#### RECORDS PROVIDED

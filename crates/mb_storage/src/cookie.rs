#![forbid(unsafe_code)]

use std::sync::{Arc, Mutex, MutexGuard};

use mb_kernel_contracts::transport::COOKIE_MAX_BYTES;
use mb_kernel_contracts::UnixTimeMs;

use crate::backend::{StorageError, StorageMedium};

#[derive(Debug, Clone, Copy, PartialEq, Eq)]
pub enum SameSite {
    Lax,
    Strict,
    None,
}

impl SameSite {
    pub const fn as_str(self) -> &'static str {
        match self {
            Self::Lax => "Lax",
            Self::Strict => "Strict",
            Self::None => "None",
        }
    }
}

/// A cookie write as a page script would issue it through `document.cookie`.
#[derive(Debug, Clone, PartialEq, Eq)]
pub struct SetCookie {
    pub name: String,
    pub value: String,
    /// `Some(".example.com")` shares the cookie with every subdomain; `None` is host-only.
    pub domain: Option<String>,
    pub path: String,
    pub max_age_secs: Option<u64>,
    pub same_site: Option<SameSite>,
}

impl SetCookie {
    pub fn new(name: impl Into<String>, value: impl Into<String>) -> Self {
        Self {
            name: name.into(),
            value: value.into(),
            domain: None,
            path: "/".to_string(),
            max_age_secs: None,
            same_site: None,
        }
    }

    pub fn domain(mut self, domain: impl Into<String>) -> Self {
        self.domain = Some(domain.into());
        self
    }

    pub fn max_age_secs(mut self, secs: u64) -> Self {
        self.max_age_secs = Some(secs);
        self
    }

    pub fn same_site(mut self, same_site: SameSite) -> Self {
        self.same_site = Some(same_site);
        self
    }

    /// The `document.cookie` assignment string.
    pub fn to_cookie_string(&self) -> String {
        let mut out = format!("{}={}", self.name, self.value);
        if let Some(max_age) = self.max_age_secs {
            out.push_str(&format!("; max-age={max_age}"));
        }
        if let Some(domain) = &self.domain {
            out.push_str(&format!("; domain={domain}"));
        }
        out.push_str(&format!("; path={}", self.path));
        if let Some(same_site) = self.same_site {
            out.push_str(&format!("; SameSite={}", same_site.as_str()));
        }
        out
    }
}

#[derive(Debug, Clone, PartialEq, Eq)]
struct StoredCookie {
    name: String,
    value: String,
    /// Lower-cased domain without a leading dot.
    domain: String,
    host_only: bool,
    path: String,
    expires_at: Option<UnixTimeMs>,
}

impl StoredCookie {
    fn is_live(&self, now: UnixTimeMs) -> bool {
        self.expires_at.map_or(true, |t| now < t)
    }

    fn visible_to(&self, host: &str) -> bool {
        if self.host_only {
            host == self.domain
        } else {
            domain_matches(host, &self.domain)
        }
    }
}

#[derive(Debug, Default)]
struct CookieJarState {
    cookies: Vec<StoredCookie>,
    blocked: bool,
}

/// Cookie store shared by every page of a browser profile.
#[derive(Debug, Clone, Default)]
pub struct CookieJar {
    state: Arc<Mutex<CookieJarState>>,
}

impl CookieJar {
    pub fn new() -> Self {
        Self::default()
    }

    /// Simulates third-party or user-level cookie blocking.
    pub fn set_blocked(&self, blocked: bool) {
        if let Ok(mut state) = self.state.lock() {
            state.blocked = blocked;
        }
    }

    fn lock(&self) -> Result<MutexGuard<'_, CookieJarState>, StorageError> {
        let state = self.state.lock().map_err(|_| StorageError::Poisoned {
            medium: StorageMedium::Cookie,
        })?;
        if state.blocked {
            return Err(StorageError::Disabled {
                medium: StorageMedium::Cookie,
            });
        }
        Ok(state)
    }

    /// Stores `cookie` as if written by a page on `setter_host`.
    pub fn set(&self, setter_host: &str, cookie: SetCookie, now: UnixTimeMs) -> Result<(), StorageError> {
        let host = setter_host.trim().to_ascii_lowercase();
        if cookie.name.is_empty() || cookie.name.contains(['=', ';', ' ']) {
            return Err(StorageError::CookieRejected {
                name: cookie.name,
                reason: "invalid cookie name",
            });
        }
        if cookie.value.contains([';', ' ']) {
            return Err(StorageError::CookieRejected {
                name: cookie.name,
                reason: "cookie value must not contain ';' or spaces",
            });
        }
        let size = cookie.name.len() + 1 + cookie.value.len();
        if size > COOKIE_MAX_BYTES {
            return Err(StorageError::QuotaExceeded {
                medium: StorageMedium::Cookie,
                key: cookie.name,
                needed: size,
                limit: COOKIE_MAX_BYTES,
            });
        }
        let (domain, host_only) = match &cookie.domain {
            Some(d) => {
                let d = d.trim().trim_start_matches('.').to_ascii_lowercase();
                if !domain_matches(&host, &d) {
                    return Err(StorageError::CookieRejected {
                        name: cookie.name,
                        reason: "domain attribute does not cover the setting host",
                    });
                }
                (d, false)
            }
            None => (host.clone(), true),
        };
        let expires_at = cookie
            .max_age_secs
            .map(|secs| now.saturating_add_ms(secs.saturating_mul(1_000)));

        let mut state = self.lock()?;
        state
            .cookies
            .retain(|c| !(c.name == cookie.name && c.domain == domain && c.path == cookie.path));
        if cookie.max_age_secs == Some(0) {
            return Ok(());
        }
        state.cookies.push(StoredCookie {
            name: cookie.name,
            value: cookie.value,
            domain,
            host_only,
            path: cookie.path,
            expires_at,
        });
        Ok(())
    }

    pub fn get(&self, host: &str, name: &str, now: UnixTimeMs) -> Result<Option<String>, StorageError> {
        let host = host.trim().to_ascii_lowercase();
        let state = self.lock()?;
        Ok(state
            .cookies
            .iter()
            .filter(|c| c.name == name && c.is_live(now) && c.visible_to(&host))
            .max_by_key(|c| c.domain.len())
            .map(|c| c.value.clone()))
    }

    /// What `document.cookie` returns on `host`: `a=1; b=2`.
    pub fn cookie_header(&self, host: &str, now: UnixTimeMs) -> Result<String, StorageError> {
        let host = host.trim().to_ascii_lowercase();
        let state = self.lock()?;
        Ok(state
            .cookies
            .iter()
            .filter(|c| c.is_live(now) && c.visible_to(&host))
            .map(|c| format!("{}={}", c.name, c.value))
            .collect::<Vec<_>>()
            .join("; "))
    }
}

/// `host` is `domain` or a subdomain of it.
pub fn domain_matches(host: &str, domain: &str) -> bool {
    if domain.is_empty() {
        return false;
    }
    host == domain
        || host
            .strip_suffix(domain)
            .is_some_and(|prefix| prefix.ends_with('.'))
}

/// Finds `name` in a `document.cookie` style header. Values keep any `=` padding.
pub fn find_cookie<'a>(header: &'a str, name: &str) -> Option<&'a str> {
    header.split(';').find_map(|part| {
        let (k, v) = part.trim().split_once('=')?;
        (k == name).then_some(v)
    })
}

########
#### RECORDS PROVIDED

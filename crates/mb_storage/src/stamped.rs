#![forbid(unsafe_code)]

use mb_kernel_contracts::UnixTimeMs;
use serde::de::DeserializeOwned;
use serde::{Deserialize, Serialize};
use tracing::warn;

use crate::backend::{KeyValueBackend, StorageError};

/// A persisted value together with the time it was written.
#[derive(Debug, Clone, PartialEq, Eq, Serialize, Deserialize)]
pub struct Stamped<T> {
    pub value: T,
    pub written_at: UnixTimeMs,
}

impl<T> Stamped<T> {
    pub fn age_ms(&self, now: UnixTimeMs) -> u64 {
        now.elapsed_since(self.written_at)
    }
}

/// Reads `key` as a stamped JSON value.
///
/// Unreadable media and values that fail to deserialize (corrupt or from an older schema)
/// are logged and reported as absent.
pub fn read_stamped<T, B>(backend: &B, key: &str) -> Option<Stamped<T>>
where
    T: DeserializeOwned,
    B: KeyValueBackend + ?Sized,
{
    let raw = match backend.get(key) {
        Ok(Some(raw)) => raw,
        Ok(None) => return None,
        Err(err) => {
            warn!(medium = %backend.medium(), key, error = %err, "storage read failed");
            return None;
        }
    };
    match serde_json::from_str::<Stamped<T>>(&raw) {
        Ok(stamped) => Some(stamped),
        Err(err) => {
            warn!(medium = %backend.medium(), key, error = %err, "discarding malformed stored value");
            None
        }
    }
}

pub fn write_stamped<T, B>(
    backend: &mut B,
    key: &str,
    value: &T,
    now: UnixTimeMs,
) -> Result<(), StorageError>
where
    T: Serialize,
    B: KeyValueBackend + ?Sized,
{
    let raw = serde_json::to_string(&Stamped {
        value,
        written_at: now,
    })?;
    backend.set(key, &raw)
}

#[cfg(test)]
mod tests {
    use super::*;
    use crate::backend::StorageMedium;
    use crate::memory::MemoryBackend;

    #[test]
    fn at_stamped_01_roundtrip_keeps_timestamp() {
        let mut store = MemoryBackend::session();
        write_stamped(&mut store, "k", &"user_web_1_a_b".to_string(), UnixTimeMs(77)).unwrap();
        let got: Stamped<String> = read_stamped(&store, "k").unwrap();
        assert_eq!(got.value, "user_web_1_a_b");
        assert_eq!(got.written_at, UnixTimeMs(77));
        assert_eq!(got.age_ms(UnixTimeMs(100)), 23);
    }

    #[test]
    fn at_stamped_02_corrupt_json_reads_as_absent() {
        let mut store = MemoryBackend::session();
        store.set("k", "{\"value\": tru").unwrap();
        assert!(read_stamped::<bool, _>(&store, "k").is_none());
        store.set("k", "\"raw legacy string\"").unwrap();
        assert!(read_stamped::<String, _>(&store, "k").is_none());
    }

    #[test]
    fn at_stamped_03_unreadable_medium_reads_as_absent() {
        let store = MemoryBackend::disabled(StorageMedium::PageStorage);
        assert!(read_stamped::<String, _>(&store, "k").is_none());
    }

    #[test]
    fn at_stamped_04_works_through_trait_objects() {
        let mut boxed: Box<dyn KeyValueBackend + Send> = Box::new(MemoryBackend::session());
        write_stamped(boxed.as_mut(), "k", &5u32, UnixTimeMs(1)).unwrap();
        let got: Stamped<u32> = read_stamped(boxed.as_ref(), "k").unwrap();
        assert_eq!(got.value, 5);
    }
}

########
#### RECORDS PROVIDED

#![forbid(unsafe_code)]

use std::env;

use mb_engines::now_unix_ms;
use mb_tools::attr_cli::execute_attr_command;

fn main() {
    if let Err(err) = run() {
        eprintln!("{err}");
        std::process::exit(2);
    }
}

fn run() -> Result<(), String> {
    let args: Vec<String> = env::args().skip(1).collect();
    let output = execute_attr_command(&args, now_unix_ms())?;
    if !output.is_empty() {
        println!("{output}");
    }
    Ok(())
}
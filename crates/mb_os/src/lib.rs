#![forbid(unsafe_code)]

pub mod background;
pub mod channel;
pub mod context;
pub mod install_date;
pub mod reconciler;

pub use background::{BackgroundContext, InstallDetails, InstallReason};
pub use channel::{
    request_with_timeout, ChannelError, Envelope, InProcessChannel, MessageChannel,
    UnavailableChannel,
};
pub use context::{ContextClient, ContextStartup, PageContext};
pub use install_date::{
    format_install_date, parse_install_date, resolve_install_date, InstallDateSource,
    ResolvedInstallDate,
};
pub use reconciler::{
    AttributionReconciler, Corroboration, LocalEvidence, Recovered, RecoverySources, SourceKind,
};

########

> PROBLEM REQUIREMENTS
Look above for the line containing "Self::default()" and the line containing "as if written". Transcribe both, with the lines between them, exactly.

> ANSWER BOX
        Self::default()
    }

    /// Simulates third-party or user-level cookie blocking.
    pub fn set_blocked(&self, blocked: bool) {
        if let Ok(mut state) = self.state.lock() {
            state.blocked = blocked;
        }
    }

    fn lock(&self) -> Result<MutexGuard<'_, CookieJarState>, StorageError> {
        let state = self.state.lock().map_err(|_| StorageError::Poisoned {
            medium: StorageMedium::Cookie,
        })?;
        if state.blocked {
            return Err(StorageError::Disabled {
                medium: StorageMedium::Cookie,
            });
        }
        Ok(state)
    }

    /// Stores `cookie` as if written by a page on `setter_host`.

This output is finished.